Josefa Argibay Fariña tiene 88 años y por esos caprichos de la vida todo el mundo la conoce como Maruja. A su lado, Josefa Vidal Currás, de 72 años. Las dos emigraron a Sudámerica: una a Brasil y otra a Uruguay. Las dos viajaron en barco, pero sus respectivas travesías nada tienen en común. "Yo realmente no tenía necesidad y me fui, junto a una prima, porque quise y buscando un poco de aventura. En el viaje lo pasamos muy bien con todas las actividades que había en el barco", cuenta Josefa Vidal. Todo lo contrario que Maruja. Ella se fue Sao Paulo por necesidad, siguiendo a su marido que se había marchado seis meses antes. Viajaba con dos niños pequeños, uno recién nacido y que a punto estuvo de fallecer durante la travesía trasatlántica debido a las penurias. En Brasil las cosas poco a poco le fueron bien. "O máis difícil era o idioma, pero fomos aprendendo.Traballaba limpando, lavando roupa, planchando...", rememora. Muchas veces tenía que llevarse a sus hijos pequeños con ella durante esas tareas. Su marido trabajaba en la construcción y pronto comprendió que no valía la pena volver a España. "E agora era el o que quería virse e eu quedar alá", cuenta divertida ella. Aún así realizan visitas periódicas a Brasil y de hecho no estará en la gala del domingo porque el martes inician un viaje de un mes a su país de adopción, algo que ya tenían programado desde hace meses.
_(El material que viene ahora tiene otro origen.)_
//! Native tests for the WASM surface. Only the `_internal` helpers are used
//! so no JavaScript host is needed.

use super::*;

/// Default petal matches the geometry crate's counts.
#[test]
fn test_create_default_petal() {
    let mesh = create_petal_internal(1.0, 0.4, 0.8).unwrap();
    assert_eq!(mesh.triangle_count(), 1052);
    assert_eq!(mesh.vertex_count(), 3156);
    assert_eq!(mesh.vertex_data().len(), 3156 * 3);
    assert_eq!(mesh.normal_data().len(), 3156 * 3);
    assert_eq!(mesh.uv_data().len(), 3156 * 2);
    assert_eq!(mesh.index_data().len(), 3156);
    assert!(!mesh.is_empty());
}

/// Groups flatten to `[start, count, material]` triples.
#[test]
fn test_groups_are_flattened() {
    let mesh = create_petal_internal(1.0, 0.4, 0.8).unwrap();
    assert_eq!(mesh.group_data(), &[0, 132, 0, 132, 3024, 1]);
}

/// A collapsed outline yields an empty handle, not an error.
#[test]
fn test_degenerate_petal_is_empty() {
    let mesh = create_petal_internal(0.0, 0.0, 0.0).unwrap();
    assert!(mesh.is_empty());
    assert!(mesh.group_data().is_empty());
}

/// JSON requests accept the `length` alias and partial extrude blocks.
#[test]
fn test_create_from_json() {
    let aliased = create_petal_from_json_internal(r#"{"length": 1.0}"#).unwrap();
    let direct = create_petal_internal(1.0, 0.4, 0.8).unwrap();
    assert_eq!(aliased, direct);

    let flat =
        create_petal_from_json_internal(r#"{"extrude": {"bevel_enabled": false}}"#).unwrap();
    // 22 triangles per cap, 24 edges * 2 triangles for the single wall band
    assert_eq!(flat.triangle_count(), 22 * 2 + 24 * 2);
}

/// Malformed JSON maps to a JSON error.
#[test]
fn test_malformed_json() {
    let err = create_petal_from_json_internal("{size: 1").unwrap_err();
    assert!(matches!(err, PetalError::Json(_)));
}

/// Bad extrusion settings are rejected.
#[test]
fn test_invalid_extrude_options() {
    let err = create_petal_from_json_internal(r#"{"extrude": {"steps": 0}}"#).unwrap_err();
    assert!(matches!(err, PetalError::InvalidOptions(_)));
}

/// The default request serializes and round-trips through the parser.
#[test]
fn test_default_parameters_json() {
    let json = default_parameters_json_internal().unwrap();
    assert_eq!(PetalRequest::from_json(&json).unwrap(), PetalRequest::default());
}

/// Component caches until an attribute changes.
#[test]
fn test_petal_component() {
    let mut petal = Petal::new();
    assert!(petal.dirty());
    let first = petal.mesh_internal().unwrap();
    assert!(!petal.dirty());

    petal.set_attribute_internal("size", 1.0).unwrap();
    assert!(!petal.dirty());

    petal.set_attribute_internal("length", 2.0).unwrap();
    assert!(petal.dirty());
    assert_eq!(petal.size(), 2.0);
    assert_ne!(petal.mesh_internal().unwrap(), first);
}

/// Unknown attribute names are reported.
#[test]
fn test_unknown_attribute() {
    let mut petal = Petal::new();
    let err = petal.set_attribute_internal("width", 1.0).unwrap_err();
    assert!(matches!(err, PetalError::UnknownAttribute(ref name) if name == "width"));
    assert_eq!(petal.dx(), 0.4);
    assert_eq!(petal.dy(), 0.8);
}

/// Components built from JSON keep their extrusion settings.
#[test]
fn test_petal_from_json() {
    let mut petal =
        Petal::from_json_internal(r#"{"dx": 0.5, "extrude": {"bevel_enabled": false}}"#).unwrap();
    assert_eq!(petal.dx(), 0.5);
    assert_eq!(petal.mesh_internal().unwrap().triangle_count(), 92);
}
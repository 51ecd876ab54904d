//! # Outline Module
//!
//! The closed 2D petal outline: a move to the base point followed by two
//! mirrored quadratic Bézier curves.
//!
//! ## Shape
//!
//! ```text
//!              tip (0, size)
//!               /\
//!  (-dx, dy) ·  |  · (dx, dy)      control points
//!              \/
//!            base (0, 0)
//! ```
//!
//! The outline is a pure function of [`PetalParameters`]; it is never
//! mutated, only rebuilt.

use glam::DVec2;
use lyon_geom::QuadraticBezierSegment;
use lyon_tessellation::math::point;
use lyon_tessellation::path::Path;

use crate::params::PetalParameters;

/// 2D point used by outlines and contours.
pub type Point2D = DVec2;

// =============================================================================
// PATH COMMANDS
// =============================================================================

/// A single drawing command of a petal outline.
#[derive(Debug, Clone, Copy, PartialEq)]
pub enum PathCommand {
    /// Start the contour at a point.
    MoveTo(Point2D),
    /// Quadratic Bézier from the current point to `to`.
    QuadraticTo {
        /// Control point of the curve.
        ctrl: Point2D,
        /// End point of the curve.
        to: Point2D,
    },
}

impl PathCommand {
    /// The point the pen rests on after this command.
    #[must_use]
    pub fn end_point(&self) -> Point2D {
        match *self {
            PathCommand::MoveTo(p) => p,
            PathCommand::QuadraticTo { to, .. } => to,
        }
    }
}

// =============================================================================
// OUTLINE
// =============================================================================

/// Closed petal contour made of exactly two quadratic segments.
///
/// ## Example
///
/// ```rust
/// use petal_geometry::{build_petal_outline, PetalParameters, Point2D};
///
/// let outline = build_petal_outline(&PetalParameters::default());
/// assert!(outline.is_closed());
/// assert_eq!(outline.tip(), Point2D::new(0.0, 1.0));
/// assert_eq!(
///     outline.control_points(),
///     (Point2D::new(0.4, 0.8), Point2D::new(-0.4, 0.8))
/// );
/// ```
#[derive(Debug, Clone, Copy, PartialEq)]
pub struct PetalOutline {
    base: Point2D,
    tip: Point2D,
    ctrl: Point2D,
}

/// Build the closed petal outline for a parameter set.
///
/// Total over all real inputs: `size = 0` collapses the tip onto the base
/// and zero or negative offsets flatten or flip the lobe, but the result
/// is always the same three-command closed path.
///
/// ## Example
///
/// ```rust
/// use petal_geometry::{build_petal_outline, PathCommand, PetalParameters, Point2D};
///
/// let outline = build_petal_outline(&PetalParameters::new(0.0, 0.4, 0.8));
/// let commands = outline.commands();
/// assert_eq!(commands.len(), 3);
/// assert_eq!(commands[0], PathCommand::MoveTo(Point2D::ZERO));
/// assert_eq!(outline.tip(), outline.start());
/// ```
#[must_use]
pub fn build_petal_outline(params: &PetalParameters) -> PetalOutline {
    PetalOutline {
        base: Point2D::ZERO,
        tip: Point2D::new(0.0, params.size),
        ctrl: Point2D::new(params.dx, params.dy),
    }
}

impl PetalOutline {
    /// The three drawing commands in order: move, curve to tip, curve back.
    #[must_use]
    pub fn commands(&self) -> [PathCommand; 3] {
        let (right, left) = self.control_points();
        [
            PathCommand::MoveTo(self.base),
            PathCommand::QuadraticTo {
                ctrl: right,
                to: self.tip,
            },
            PathCommand::QuadraticTo {
                ctrl: left,
                to: self.base,
            },
        ]
    }

    /// First point of the contour.
    #[must_use]
    pub fn start(&self) -> Point2D {
        self.base
    }

    /// Last point of the contour.
    #[must_use]
    pub fn end(&self) -> Point2D {
        self.commands()[2].end_point()
    }

    /// Tip of the petal, `(0, size)`.
    #[must_use]
    pub fn tip(&self) -> Point2D {
        self.tip
    }

    /// Control points of the outgoing and returning curves, `(dx, dy)` and
    /// `(-dx, dy)`.
    #[must_use]
    pub fn control_points(&self) -> (Point2D, Point2D) {
        (self.ctrl, Point2D::new(-self.ctrl.x, self.ctrl.y))
    }

    /// Whether the contour ends where it starts. Always true.
    #[must_use]
    pub fn is_closed(&self) -> bool {
        self.start() == self.end()
    }

    /// The two curves as lyon segments, outgoing first.
    #[must_use]
    pub fn segments(&self) -> [QuadraticBezierSegment<f64>; 2] {
        let (right, left) = self.control_points();
        [
            quadratic(self.base, right, self.tip),
            quadratic(self.tip, left, self.base),
        ]
    }

    /// Convert to a lyon path, e.g. for stroking a 2D preview.
    #[must_use]
    pub fn to_path(&self) -> Path {
        let mut builder = Path::builder();
        for command in self.commands() {
            match command {
                PathCommand::MoveTo(p) => {
                    builder.begin(point(p.x as f32, p.y as f32));
                }
                PathCommand::QuadraticTo { ctrl, to } => {
                    builder.quadratic_bezier_to(
                        point(ctrl.x as f32, ctrl.y as f32),
                        point(to.x as f32, to.y as f32),
                    );
                }
            }
        }
        builder.end(true);
        builder.build()
    }
}

fn quadratic(from: Point2D, ctrl: Point2D, to: Point2D) -> QuadraticBezierSegment<f64> {
    QuadraticBezierSegment {
        from: lyon_geom::point(from.x, from.y),
        ctrl: lyon_geom::point(ctrl.x, ctrl.y),
        to: lyon_geom::point(to.x, to.y),
    }
}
La "aventura" de Josefa Vidal en Uruguay duró once años. "Mi idea era ir y volver, pero la vida es diferente a como pensamos", reconoce. Cuando volvió no lo hizo sola, sino acompañada de marido y dos hijos. "Allí estabamos muy bien, pero cuando apareció la guerrilla de los Tupamaros decidimos que era el momento de volver. Además los niños aún eran pequeños y no iban a extrañar tanto el país", recuerda. Josefa Vidal trabajó durante el primer año en la casa de un médico en Montevideo y luego se empleó en el sector de la peletería. "Estuve en un taller con personas de cinco nacionalidades y fue una experiencia que me enriqueció mucho", cuenta. Como la mayoría de gallegos que emigraron Josefa se caracterizó por ser una trabajadora responsable y honrada, tanto que una vez el capataz "me tuvo quedecir que fuese más despacio en el trabajo porque si no me iban a coger envidia los compañeros". A pesar de los años transcurridos aún hay cosas que perduran. "Cuando volví fue un cambio muy grande. Montevideo era muy llano y cuando regresé todo me parecía muy estrecho, con el monte tan cerca del mar", concluye.